Pour la majorité des actions, il faudra néanmoins attendre la sélection des projets individuels pour apprécier la nature et le niveau des retours financiers pour l'État, ainsi que le risque associé, qui dépend étroitement de la nature des projets retenus.


* 15 Le décret n° 2010-442 du 3 mai 2010, qui liste les établissements publics et sociétés appelés à recevoir les crédits ouverts et à les gérer, le décret n° 2010-360 du 8 avril 2010, qui précise la composition du comité de surveillance des investissements d'avenir, et l'arrêté du 15 juin 2010, signé par le ministre de l'économie, de l'industrie et de l'emploi et par le ministre du budget, des comptes publics et de la réforme de l'État, qui fixe les modalités et le taux de rémunération des dotations non consomptibles versées à l'ANR.

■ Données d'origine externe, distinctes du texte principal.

//! Type definitions.

use std::fmt;

use indexmap::IndexMap;
use serde::Serialize;

use crate::{EnumValueDefinition, Error, FieldDefinition, FieldImport, FieldMap, Result};

/// Names of the scalars every blueprint starts with.
pub const BUILTIN_SCALARS: &[&str] = &["ID", "String", "Int", "Float", "Boolean"];

/// The kind of a type definition.
#[derive(Debug, Clone, Copy, PartialEq, Eq, Hash, Serialize)]
#[serde(rename_all = "snake_case")]
pub enum TypeKind {
    Object,
    Interface,
    Union,
    Enum,
    InputObject,
    Scalar,
}

impl TypeKind {
    /// Get the lowercase string representation.
    pub fn as_str(&self) -> &'static str {
        match self {
            TypeKind::Object => "object",
            TypeKind::Interface => "interface",
            TypeKind::Union => "union",
            TypeKind::Enum => "enum",
            TypeKind::InputObject => "input object",
            TypeKind::Scalar => "scalar",
        }
    }

    /// The kind with its indefinite article, e.g. "an enum".
    pub fn article(&self) -> String {
        match self {
            TypeKind::Object | TypeKind::Interface | TypeKind::Enum | TypeKind::InputObject => {
                format!("an {}", self.as_str())
            }
            TypeKind::Union | TypeKind::Scalar => format!("a {}", self.as_str()),
        }
    }
}

impl fmt::Display for TypeKind {
    fn fmt(&self, f: &mut fmt::Formatter<'_>) -> fmt::Result {
        f.write_str(self.as_str())
    }
}

/// A named type in the blueprint.
#[derive(Debug, Clone, PartialEq, Serialize)]
#[serde(tag = "kind", rename_all = "snake_case")]
pub enum TypeDefinition {
    Object(ObjectType),
    Interface(InterfaceType),
    Union(UnionType),
    Enum(EnumType),
    InputObject(InputObjectType),
    Scalar(ScalarType),
}

impl TypeDefinition {
    pub fn name(&self) -> &str {
        match self {
            Self::Object(t) => &t.name,
            Self::Interface(t) => &t.name,
            Self::Union(t) => &t.name,
            Self::Enum(t) => &t.name,
            Self::InputObject(t) => &t.name,
            Self::Scalar(t) => &t.name,
        }
    }

    pub fn description(&self) -> Option<&str> {
        match self {
            Self::Object(t) => t.description.as_deref(),
            Self::Interface(t) => t.description.as_deref(),
            Self::Union(t) => t.description.as_deref(),
            Self::Enum(t) => t.description.as_deref(),
            Self::InputObject(t) => t.description.as_deref(),
            Self::Scalar(t) => t.description.as_deref(),
        }
    }

    /// The schema module that authored this type, if known.
    pub fn module(&self) -> Option<&str> {
        match self {
            Self::Object(t) => t.module.as_deref(),
            Self::Interface(t) => t.module.as_deref(),
            Self::Union(t) => t.module.as_deref(),
            Self::Enum(t) => t.module.as_deref(),
            Self::InputObject(t) => t.module.as_deref(),
            Self::Scalar(t) => t.module.as_deref(),
        }
    }

    pub fn kind(&self) -> TypeKind {
        match self {
            Self::Object(_) => TypeKind::Object,
            Self::Interface(_) => TypeKind::Interface,
            Self::Union(_) => TypeKind::Union,
            Self::Enum(_) => TypeKind::Enum,
            Self::InputObject(_) => TypeKind::InputObject,
            Self::Scalar(_) => TypeKind::Scalar,
        }
    }

    /// Returns true for the pre-registered scalars.
    pub fn is_builtin(&self) -> bool {
        matches!(self, Self::Scalar(s) if s.builtin)
    }

    /// Fields of objects, interfaces, and input objects.
    pub fn fields(&self) -> Option<&FieldMap> {
        match self {
            Self::Object(t) => Some(&t.fields),
            Self::Interface(t) => Some(&t.fields),
            Self::InputObject(t) => Some(&t.fields),
            Self::Union(_) | Self::Enum(_) | Self::Scalar(_) => None,
        }
    }

    pub fn fields_mut(&mut self) -> Option<&mut FieldMap> {
        match self {
            Self::Object(t) => Some(&mut t.fields),
            Self::Interface(t) => Some(&mut t.fields),
            Self::InputObject(t) => Some(&mut t.fields),
            Self::Union(_) | Self::Enum(_) | Self::Scalar(_) => None,
        }
    }

    /// Find a field by name.
    pub fn find_field(&self, name: &str) -> Option<&FieldDefinition> {
        self.fields().and_then(|fields| fields.get(name))
    }

    /// Interfaces declared by an object or interface.
    pub fn interfaces(&self) -> &[String] {
        match self {
            Self::Object(t) => &t.interfaces,
            Self::Interface(t) => &t.interfaces,
            _ => &[],
        }
    }

    /// Pending field imports.
    pub fn imports(&self) -> &[FieldImport] {
        match self {
            Self::Object(t) => &t.imports,
            Self::Interface(t) => &t.imports,
            Self::InputObject(t) => &t.imports,
            _ => &[],
        }
    }

    /// Remove and return the pending field imports.
    pub fn take_imports(&mut self) -> Vec<FieldImport> {
        match self {
            Self::Object(t) => std::mem::take(&mut t.imports),
            Self::Interface(t) => std::mem::take(&mut t.imports),
            Self::InputObject(t) => std::mem::take(&mut t.imports),
            _ => Vec::new(),
        }
    }

    /// Insert a field, stamping its parent with this type's name.
    ///
    /// # Errors
    ///
    /// Fails if this type cannot hold fields or already has a field of that name.
    pub fn insert_field(&mut self, mut field: FieldDefinition) -> Result<()> {
        let name = self.name().to_string();
        let kind = self.kind();
        let fields = self
            .fields_mut()
            .ok_or_else(|| Error::NotAFieldContainer {
                name: name.clone(),
                kind,
            })?;

        if fields.contains_key(&field.name) {
            return Err(Error::DuplicateField {
                type_name: name,
                field: field.name,
            });
        }

        field.parent = name;
        fields.insert(field.name.clone(), field);
        Ok(())
    }

    /// Declare that this type implements an interface. Idempotent.
    pub fn implement(&mut self, interface: &str) -> Result<()> {
        let interfaces = match self {
            Self::Object(t) => &mut t.interfaces,
            Self::Interface(t) => &mut t.interfaces,
            other => {
                return Err(Error::CannotImplement {
                    name: other.name().to_string(),
                    kind: other.kind(),
                });
            }
        };

        if !interfaces.iter().any(|i| i == interface) {
            interfaces.push(interface.to_string());
        }
        Ok(())
    }
}

/// An object type.
#[derive(Debug, Clone, PartialEq, Serialize)]
pub struct ObjectType {
    pub name: String,
    pub description: Option<String>,
    pub module: Option<String>,
    #[serde(skip_serializing_if = "Vec::is_empty")]
    pub interfaces: Vec<String>,
    pub fields: FieldMap,
    #[serde(skip_serializing_if = "Vec::is_empty")]
    pub imports: Vec<FieldImport>,
}

impl ObjectType {
    pub fn new(name: impl Into<String>) -> Self {
        Self {
            name: name.into(),
            description: None,
            module: None,
            interfaces: Vec::new(),
            fields: FieldMap::new(),
            imports: Vec::new(),
        }
    }

    pub fn with_description(mut self, description: impl Into<String>) -> Self {
        self.description = Some(description.into());
        self
    }

    pub fn with_module(mut self, module: impl Into<String>) -> Self {
        self.module = Some(module.into());
        self
    }

    pub fn with_interface(mut self, interface: impl Into<String>) -> Self {
        self.interfaces.push(interface.into());
        self
    }

    /// Add a field, replacing any field of the same name.
    pub fn with_field(mut self, mut field: FieldDefinition) -> Self {
        field.parent = self.name.clone();
        self.fields.insert(field.name.clone(), field);
        self
    }

    pub fn with_import(mut self, import: FieldImport) -> Self {
        self.imports.push(import);
        self
    }
}

/// An interface type.
#[derive(Debug, Clone, PartialEq, Serialize)]
pub struct InterfaceType {
    pub name: String,
    pub description: Option<String>,
    pub module: Option<String>,
    #[serde(skip_serializing_if = "Vec::is_empty")]
    pub interfaces: Vec<String>,
    pub fields: FieldMap,
    #[serde(skip_serializing_if = "Vec::is_empty")]
    pub imports: Vec<FieldImport>,
    /// Object types implementing this interface (computed by linking).
    #[serde(skip_serializing_if = "Vec::is_empty")]
    pub implementors: Vec<String>,
}

impl InterfaceType {
    pub fn new(name: impl Into<String>) -> Self {
        Self {
            name: name.into(),
            description: None,
            module: None,
            interfaces: Vec::new(),
            fields: FieldMap::new(),
            imports: Vec::new(),
            implementors: Vec::new(),
        }
    }

    pub fn with_description(mut self, description: impl Into<String>) -> Self {
        self.description = Some(description.into());
        self
    }

    pub fn with_module(mut self, module: impl Into<String>) -> Self {
        self.module = Some(module.into());
        self
    }

    pub fn with_interface(mut self, interface: impl Into<String>) -> Self {
        self.interfaces.push(interface.into());
        self
    }

    pub fn with_field(mut self, mut field: FieldDefinition) -> Self {
        field.parent = self.name.clone();
        self.fields.insert(field.name.clone(), field);
        self
    }

    pub fn with_import(mut self, import: FieldImport) -> Self {
        self.imports.push(import);
        self
    }
}

/// A union type.
#[derive(Debug, Clone, PartialEq, Serialize)]
pub struct UnionType {
    pub name: String,
    pub description: Option<String>,
    pub module: Option<String>,
    /// Member object type names.
    pub types: Vec<String>,
}

impl UnionType {
    pub fn new(name: impl Into<String>) -> Self {
        Self {
            name: name.into(),
            description: None,
            module: None,
            types: Vec::new(),
        }
    }

    pub fn with_description(mut self, description: impl Into<String>) -> Self {
        self.description = Some(description.into());
        self
    }

    pub fn with_module(mut self, module: impl Into<String>) -> Self {
        self.module = Some(module.into());
        self
    }

    pub fn with_member(mut self, member: impl Into<String>) -> Self {
        self.types.push(member.into());
        self
    }
}

/// An enum type, with values keyed by their internal key.
#[derive(Debug, Clone, PartialEq, Serialize)]
pub struct EnumType {
    pub name: String,
    pub description: Option<String>,
    pub module: Option<String>,
    pub values: IndexMap<String, EnumValueDefinition>,
}

impl EnumType {
    pub fn new(name: impl Into<String>) -> Self {
        Self {
            name: name.into(),
            description: None,
            module: None,
            values: IndexMap::new(),
        }
    }

    pub fn with_description(mut self, description: impl Into<String>) -> Self {
        self.description = Some(description.into());
        self
    }

    pub fn with_module(mut self, module: impl Into<String>) -> Self {
        self.module = Some(module.into());
        self
    }

    pub fn with_value(mut self, value: EnumValueDefinition) -> Self {
        self.values.insert(value.key.clone(), value);
        self
    }

    /// Look up a value by a raw default.
    ///
    /// Alias equality wins over key equality, so a value whose alias happens
    /// to equal another value's key still resolves to the aliased value.
    pub fn find_value(&self, raw: &str) -> Option<&EnumValueDefinition> {
        self.values
            .values()
            .find(|v| v.alias == raw)
            .or_else(|| self.values.get(raw))
    }
}

/// An input object type.
#[derive(Debug, Clone, PartialEq, Serialize)]
pub struct InputObjectType {
    pub name: String,
    pub description: Option<String>,
    pub module: Option<String>,
    pub fields: FieldMap,
    #[serde(skip_serializing_if = "Vec::is_empty")]
    pub imports: Vec<FieldImport>,
}

impl InputObjectType {
    pub fn new(name: impl Into<String>) -> Self {
        Self {
            name: name.into(),
            description: None,
            module: None,
            fields: FieldMap::new(),
            imports: Vec::new(),
        }
    }

    pub fn with_description(mut self, description: impl Into<String>) -> Self {
        self.description = Some(description.into());
        self
    }

    pub fn with_module(mut self, module: impl Into<String>) -> Self {
        self.module = Some(module.into());
        self
    }

    pub fn with_field(mut self, mut field: FieldDefinition) -> Self {
        field.parent = self.name.clone();
        self.fields.insert(field.name.clone(), field);
        self
    }

    pub fn with_import(mut self, import: FieldImport) -> Self {
        self.imports.push(import);
        self
    }
}

/// A scalar type.
#[derive(Debug, Clone, PartialEq, Serialize)]
pub struct ScalarType {
    pub name: String,
    pub description: Option<String>,
    pub module: Option<String>,
    /// True for the scalars every blueprint starts with.
    #[serde(skip_serializing_if = "std::ops::Not::not")]
    pub builtin: bool,
}

impl ScalarType {
    pub fn new(name: impl Into<String>) -> Self {
        Self {
            name: name.into(),
            description: None,
            module: None,
            builtin: false,
        }
    }

    pub(crate) fn builtin(name: &str) -> Self {
        Self {
            builtin: true,
            ..Self::new(name)
        }
    }

    pub fn with_description(mut self, description: impl Into<String>) -> Self {
        self.description = Some(description.into());
        self
    }

    pub fn with_module(mut self, module: impl Into<String>) -> Self {
        self.module = Some(module.into());
        self
    }
}

macro_rules! impl_from_variant {
    ($($ty:ident => $variant:ident),* $(,)?) => {
        $(
            impl From<$ty> for TypeDefinition {
                fn from(value: $ty) -> Self {
                    TypeDefinition::$variant(value)
                }
            }
        )*
    };
}

impl_from_variant! {
    ObjectType => Object,
    InterfaceType => Interface,
    UnionType => Union,
    EnumType => Enum,
    InputObjectType => InputObject,
    ScalarType => Scalar,
}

* 16 Nature de l'action, sélection des bénéficiaires, dispositions financières et comptables, organisation et moyens prévus au sein de l'opérateur, processus d'évaluation, suivi de la mise en oeuvre de l'action avec l'opérateur, suivi de la mise en oeuvre des projets avec les bénéficiaires finaux et dispositions transverses.

* 17 A l'exception de la toute dernière, relative à l'opération du plateau de Saclay, finalisée en septembre.

* 18 Les deux projets de réacteurs nucléaires, l'opération Campus, le plateau de Saclay, la recapitalisation d'Oséo et France Brevets.

* 19 Les prêts verts, les aides à la réindustrialisation, les contrats de développement participatifs d'Oséo pour les entreprises, et la rénovation thermique des logements pour les particuliers.

* 20 L'espace, l'aéronautique et les fonds d'amorçage.

* 21 A l'exception de l'action Initiatives d'excellence.

* 22 Les programmes Nucléaire de demain, Recherche dans le domaine de l'aéronautique et Institut thématique d'excellence en matière d'énergies décarbonnées sont par ailleurs rattachés à la MIRES.

* 23 Voir tableau des fonds par opérateurs p. 14.